YouTubeは活気ある動画配信プラットフォームである一方、ルールに反する動画投稿や悪質なコメント投稿も後を絶ちません。
YouTube発信の動画は、他のSNSで拡散されたり、ときにはテレビやネットニュースで取り上げられることもあります。拡散力が大きいコンテンツであるため、権利侵害がされた場合には早急に動画の削除依頼を行うことをおすすめします。
ここではYouTube動画の削除依頼方法や、削除時に気をつけること、弁護士に削除依頼を任せるメリットをご紹介したいと思います。
YouTubeの動画を削除依頼する方法
YouTube運営に動画を「報告」する
削除依頼を行う際には、YouTube公式のYouTube のコミュニティガイドラインページをチェックしておくことがポイントです。
具体的にどのようなことがガイドライン違反となりうるのか、運営側が想定している削除対象コンテンツが示されています。
パソコンから報告する方法
- 該当の動画ページを開き、動画下部の[︙]ボタンをクリック
- 旗マークのアイコンがついた[報告]をクリック
- 報告理由を選んで送信
パソコンから報告をする場合、選択した理由によっては、詳細を入力することが可能です。
スマートフォンから報告する方法
- 該当の動画ページを開き、動画上部の[歯車マーク]のボタンをクリック
- 旗マークのアイコンがついた[報告]をクリック
- 報告理由をを選んで送信
YouTube公式ヘルプセンターの「YouTube 上の不適切な動画、チャンネル、その他のコンテンツを報告する」ページでも使用するデバイス毎の操作手順が公開されています。

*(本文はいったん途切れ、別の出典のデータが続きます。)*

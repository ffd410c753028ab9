//! Storage layer for HourlyBuys
//!
//! Provides JSON file storage with atomic writes and automatic directory
//! creation, plus the audit trail every mutation goes through.

pub mod document;
pub mod file_io;
pub mod history;
pub mod init;
pub mod products;

pub use document::DocumentRepository;
pub use file_io::{json_file_valid, read_json, write_json_atomic};
pub use history::HistoryRepository;
pub use init::initialize_storage;
pub use products::ProductRepository;

use serde::Serialize;

use crate::audit::{generate_diff, AuditEntry, AuditLogger, EntityType};
use crate::config::paths::HourlyBuysPaths;
use crate::error::HourlyBuysError;
use crate::models::{Session, UserProfile};

/// Main storage coordinator that provides access to all repositories
pub struct Storage {
    paths: HourlyBuysPaths,
    audit: AuditLogger,
    pub products: ProductRepository,
    pub history: HistoryRepository,
    pub session: DocumentRepository<Session>,
    pub profile: DocumentRepository<UserProfile>,
}

impl Storage {
    /// Create a new Storage instance
    pub fn new(paths: HourlyBuysPaths) -> Result<Self, HourlyBuysError> {
        paths.ensure_directories()?;

        Ok(Self {
            audit: AuditLogger::new(paths.audit_log()),
            products: ProductRepository::new(paths.products_file()),
            history: HistoryRepository::new(paths.history_file()),
            session: DocumentRepository::new(paths.session_file()),
            profile: DocumentRepository::new(paths.profile_file()),
            paths,
        })
    }

    /// Get the paths configuration
    pub fn paths(&self) -> &HourlyBuysPaths {
        &self.paths
    }

    /// Get the audit logger
    pub fn audit(&self) -> &AuditLogger {
        &self.audit
    }

    /// Load all data from disk
    pub fn load_all(&mut self) -> Result<(), HourlyBuysError> {
        self.products.load()?;
        self.history.load()?;
        self.session.load()?;
        self.profile.load()?;
        Ok(())
    }

    /// Save all data to disk
    pub fn save_all(&self) -> Result<(), HourlyBuysError> {
        self.products.save()?;
        self.history.save()?;
        self.session.save()?;
        self.profile.save()?;
        Ok(())
    }

    /// Record a creation in the audit log
    pub fn log_create<T: Serialize>(
        &self,
        entity_type: EntityType,
        entity_id: impl Into<String>,
        entity_name: Option<String>,
        entity: &T,
    ) -> Result<(), HourlyBuysError> {
        self.audit
            .log(&AuditEntry::create(entity_type, entity_id, entity_name, entity))
    }

    /// Record an update in the audit log, with a field diff
    pub fn log_update<T: Serialize>(
        &self,
        entity_type: EntityType,
        entity_id: impl Into<String>,
        entity_name: Option<String>,
        before: &T,
        after: &T,
    ) -> Result<(), HourlyBuysError> {
        let diff = match (serde_json::to_value(before), serde_json::to_value(after)) {
            (Ok(b), Ok(a)) => generate_diff(&b, &a),
            _ => None,
        };
        self.audit.log(&AuditEntry::update(
            entity_type,
            entity_id,
            entity_name,
            before,
            after,
            diff,
        ))
    }

    /// Record a deletion in the audit log
    pub fn log_delete<T: Serialize>(
        &self,
        entity_type: EntityType,
        entity_id: impl Into<String>,
        entity_name: Option<String>,
        entity: &T,
    ) -> Result<(), HourlyBuysError> {
        self.audit
            .log(&AuditEntry::delete(entity_type, entity_id, entity_name, entity))
    }

    /// Record several deletions with a single write
    pub fn log_delete_batch<'a, T, I>(
        &self,
        entity_type: EntityType,
        entities: I,
    ) -> Result<(), HourlyBuysError>
    where
        T: Serialize + 'a,
        I: IntoIterator<Item = (String, &'a T)>,
    {
        let entries: Vec<_> = entities
            .into_iter()
            .map(|(id, entity)| AuditEntry::delete(entity_type, id, None, entity))
            .collect();
        self.audit.log_batch(&entries)
    }

    /// Check if storage has been initialized
    pub fn is_initialized(&self) -> bool {
        self.paths.is_initialized()
    }
}

#[cfg(test)]
mod tests {
    use super::*;
    use crate::audit::Operation;
    use tempfile::TempDir;

    fn create_test_storage() -> (TempDir, Storage) {
        let temp_dir = TempDir::new().unwrap();
        let paths = HourlyBuysPaths::with_base_dir(temp_dir.path().to_path_buf());
        let mut storage = Storage::new(paths).unwrap();
        storage.load_all().unwrap();
        (temp_dir, storage)
    }

    #[test]
    fn test_storage_creation() {
        let (temp_dir, storage) = create_test_storage();
        assert!(temp_dir.path().join("data").exists());
        assert!(!storage.is_initialized());
        assert_eq!(storage.products.count().unwrap(), 6);
        assert_eq!(storage.history.count().unwrap(), 0);
    }

    #[test]
    fn test_save_all_writes_every_file() {
        let (_temp_dir, storage) = create_test_storage();
        storage.save_all().unwrap();

        let paths = storage.paths();
        for file in [
            paths.products_file(),
            paths.history_file(),
            paths.session_file(),
            paths.profile_file(),
        ] {
            assert!(json_file_valid(&file), "{} should be valid JSON", file.display());
        }
    }

    #[test]
    fn test_log_update_records_diff() {
        let (_temp_dir, storage) = create_test_storage();
        let before = Session::default();
        let after = Session {
            hourly_wage: Some(42.0),
            location: None,
        };
        storage
            .log_update(EntityType::Session, "session", None, &before, &after)
            .unwrap();

        let entries = storage.audit().read_all().unwrap();
        assert_eq!(entries.len(), 1);
        assert_eq!(entries[0].operation, Operation::Update);
        assert_eq!(
            entries[0].diff_summary.as_deref(),
            Some("hourly_wage: null -> 42.0")
        );
    }
}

※アップデートによる仕様変更で記載手順が異なることもあります。
プライバシー権侵害としてYouTube動画を通報できるのはどんな時?
自分の顔画像などの個人情報が無断で公開されているならば、YouTube運営側に削除依頼を行う際、プライバシーの侵害を報告理由にしてYouTube運営側に削除依頼を求めましょう。

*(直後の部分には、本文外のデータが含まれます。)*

//! HourlyBuys - purchasing power in units of everyday products
//!
//! This library provides the core functionality for the HourlyBuys
//! command-line application. Given an hourly wage and a list of product
//! prices, it computes how many units of each product one hour of work buys,
//! keeps a history of calculations, and can ask an LLM to flag prices that
//! look wrong.
//!
//! # Architecture
//!
//! The crate is organized into the following modules:
//!
//! - `config`: Configuration and path management
//! - `error`: Custom error types
//! - `models`: Core data models (products, results, history, profile)
//! - `storage`: JSON file storage layer
//! - `audit`: Audit logging system
//! - `pricecheck`: LLM-backed price sanity check
//! - `services`: Business logic layer
//! - `export`: CSV, JSON and YAML export
//! - `display`: Terminal formatting
//! - `cli`: Command handlers
//!
//! # Example
//!
//! ```rust,ignore
//! use hourlybuys::config::{HourlyBuysPaths, Settings};
//!
//! let paths = HourlyBuysPaths::new()?;
//! let settings = Settings::load_or_create(&paths)?;
//! ```

pub mod audit;
pub mod cli;
pub mod config;
pub mod display;
pub mod error;
pub mod export;
pub mod models;
pub mod pricecheck;
pub mod services;
pub mod storage;

pub use error::HourlyBuysError;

他にもYouTubeヘルプページ内の[プライバシー侵害の申し立て手続き]という専用フォームから削除依頼することも可能です。
しかし、専用フォームに入力したあなたの名前や住所が、相手方に開示されることもあるため、慎重な判断が必要です。
保護対象のプライバシーについてどんなものがあてはまるのか、YouTube プライバシーガイドラインで説明されています。顔画像だけでなく、音声もガイドライン違反の可能性があります。
よくあるプライバシー侵害(例)
- はっきり顔が映った動画を勝手にアップロードされている
- ネット上に公開していない自宅の住所や銀行口座番号を無断でアップロードされている
YouTubeは「個人を一意に特定できる」動画を、プライバシー違反による削除対象として定めています。一意に特定できるとは、「他人が個人を特定するのに十分な情報が動画に含まれている」ことを意味します。
当人が見れば自分だと判断できても、他の人から見ると判別不能という場合には、削除に応じてもらえない可能性が高いです。

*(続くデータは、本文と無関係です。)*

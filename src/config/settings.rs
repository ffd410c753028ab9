//! User settings for HourlyBuys
//!
//! Manages display preferences and the price-check service configuration.

use serde::{Deserialize, Serialize};

use super::paths::HourlyBuysPaths;
use crate::error::HourlyBuysError;

/// Configuration for the LLM-backed price check
#[derive(Debug, Clone, Serialize, Deserialize)]
pub struct PriceCheckSettings {
    /// Whether `calc` runs the price check before computing results
    #[serde(default = "default_true")]
    pub enabled: bool,

    /// OpenAI-compatible chat completions endpoint
    #[serde(default = "default_endpoint")]
    pub endpoint: String,

    /// Model name sent with each request
    #[serde(default = "default_model")]
    pub model: String,

    /// Name of the environment variable holding the API key
    #[serde(default = "default_api_key_env")]
    pub api_key_env: String,

    /// Deviation from market price (percent) above which a price is anomalous
    #[serde(default = "default_threshold_percent")]
    pub threshold_percent: u32,

    /// Request timeout in seconds
    #[serde(default = "default_timeout_secs")]
    pub timeout_secs: u64,
}

fn default_true() -> bool {
    true
}

fn default_endpoint() -> String {
    "https://api.openai.com/v1/chat/completions".to_string()
}

fn default_model() -> String {
    "gpt-4o-mini".to_string()
}

fn default_api_key_env() -> String {
    "HOURLYBUYS_API_KEY".to_string()
}

fn default_threshold_percent() -> u32 {
    50
}

fn default_timeout_secs() -> u64 {
    30
}

impl Default for PriceCheckSettings {
    fn default() -> Self {
        Self {
            enabled: default_true(),
            endpoint: default_endpoint(),
            model: default_model(),
            api_key_env: default_api_key_env(),
            threshold_percent: default_threshold_percent(),
            timeout_secs: default_timeout_secs(),
        }
    }
}

impl PriceCheckSettings {
    /// Read the API key from the configured environment variable
    pub fn api_key(&self) -> Option<String> {
        std::env::var(&self.api_key_env)
            .ok()
            .map(|key| key.trim().to_string())
            .filter(|key| !key.is_empty())
    }
}

/// User settings for HourlyBuys
#[derive(Debug, Clone, Serialize, Deserialize)]
pub struct Settings {
    /// Schema version for migration support
    #[serde(default = "default_schema_version")]
    pub schema_version: u32,

    /// Currency symbol used when printing wages and prices
    #[serde(default = "default_currency")]
    pub currency_symbol: String,

    /// Timestamp format for history listings (strftime format)
    #[serde(default = "default_date_format")]
    pub date_format: String,

    /// Price-check service configuration
    #[serde(default)]
    pub price_check: PriceCheckSettings,
}

fn default_schema_version() -> u32 {
    1
}

fn default_currency() -> String {
    "¥".to_string()
}

fn default_date_format() -> String {
    "%Y-%m-%d %H:%M".to_string()
}

impl Default for Settings {
    fn default() -> Self {
        Self {
            schema_version: default_schema_version(),
            currency_symbol: default_currency(),
            date_format: default_date_format(),
            price_check: PriceCheckSettings::default(),
        }
    }
}

impl Settings {
    /// Load settings from disk, or create default settings if file doesn't exist
    pub fn load_or_create(paths: &HourlyBuysPaths) -> Result<Self, HourlyBuysError> {
        let settings_path = paths.settings_file();

        if settings_path.exists() {
            let contents = std::fs::read_to_string(&settings_path).map_err(|e| {
                HourlyBuysError::Io(format!("Failed to read settings file: {}", e))
            })?;

            let settings: Settings = serde_json::from_str(&contents).map_err(|e| {
                HourlyBuysError::Config(format!("Failed to parse settings file: {}", e))
            })?;

            Ok(settings)
        } else {
            // Don't save yet - `init` decides when to persist
            Ok(Settings::default())
        }
    }

    /// Save settings to disk
    pub fn save(&self, paths: &HourlyBuysPaths) -> Result<(), HourlyBuysError> {
        paths.ensure_directories()?;

        let contents = serde_json::to_string_pretty(self).map_err(|e| {
            HourlyBuysError::Config(format!("Failed to serialize settings: {}", e))
        })?;

        std::fs::write(paths.settings_file(), contents).map_err(|e| {
            HourlyBuysError::Io(format!("Failed to write settings file: {}", e))
        })?;

        Ok(())
    }

    /// Format an amount with the configured currency symbol
    pub fn format_amount(&self, amount: f64) -> String {
        format!("{}{:.2}", self.currency_symbol, amount)
    }
}

#[cfg(test)]
mod tests {
    use super::*;
    use tempfile::TempDir;

    #[test]
    fn test_default_settings() {
        let settings = Settings::default();
        assert_eq!(settings.currency_symbol, "¥");
        assert!(settings.price_check.enabled);
        assert_eq!(settings.price_check.threshold_percent, 50);
        assert_eq!(settings.price_check.api_key_env, "HOURLYBUYS_API_KEY");
    }

    #[test]
    fn test_save_and_load() {
        let temp_dir = TempDir::new().unwrap();
        let paths = HourlyBuysPaths::with_base_dir(temp_dir.path().to_path_buf());

        let mut settings = Settings::default();
        settings.currency_symbol = "$".into();
        settings.price_check.enabled = false;
        settings.save(&paths).unwrap();

        let loaded = Settings::load_or_create(&paths).unwrap();
        assert_eq!(loaded.currency_symbol, "$");
        assert!(!loaded.price_check.enabled);
    }

    #[test]
    fn test_partial_file_uses_defaults() {
        let temp_dir = TempDir::new().unwrap();
        let paths = HourlyBuysPaths::with_base_dir(temp_dir.path().to_path_buf());
        paths.ensure_directories().unwrap();
        std::fs::write(
            paths.settings_file(),
            r#"{"price_check": {"enabled": false}}"#,
        )
        .unwrap();

        let loaded = Settings::load_or_create(&paths).unwrap();
        assert!(!loaded.price_check.enabled);
        assert_eq!(loaded.price_check.model, "gpt-4o-mini");
        assert_eq!(loaded.date_format, "%Y-%m-%d %H:%M");
    }

    #[test]
    fn test_invalid_file_is_config_error() {
        let temp_dir = TempDir::new().unwrap();
        let paths = HourlyBuysPaths::with_base_dir(temp_dir.path().to_path_buf());
        paths.ensure_directories().unwrap();
        std::fs::write(paths.settings_file(), "not json").unwrap();

        let err = Settings::load_or_create(&paths).unwrap_err();
        assert!(matches!(err, HourlyBuysError::Config(_)));
    }

    #[test]
    fn test_format_amount() {
        let settings = Settings::default();
        assert_eq!(settings.format_amount(50.0), "¥50.00");
    }
}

客観的な判断が必要になるため、まず専門家にご相談されることをおすすめします。
個人情報とはどんなものか、個人情報の削除ポイントなどを知りたい方は、特集記事『個人情報の削除依頼をお考えの方へ対処方法を弁護士が伝授』もご参考にしてください。
著作物を無断で使用されたら「著作権侵害」として通報しよう
自分の作成したものが無許可で公開されているなら、YouTube運営側に削除依頼を求める際、報告理由を権利侵害の[著作権の問題]を選択しましょう。
著作権侵害として削除依頼する流れ
- 動画の報告理由で[著作権の問題]を選ぶ
- [著作権侵害による削除通知を提出する]ページに移動
- 画面下部の青色ボタンをクリックして[動画の削除リクエスト]フォームを立ち上げる
- 必要情報を入力して送信する
著作権侵害での通報には次のような特徴があるため、フォーム入力は慎重に判断する必要があります。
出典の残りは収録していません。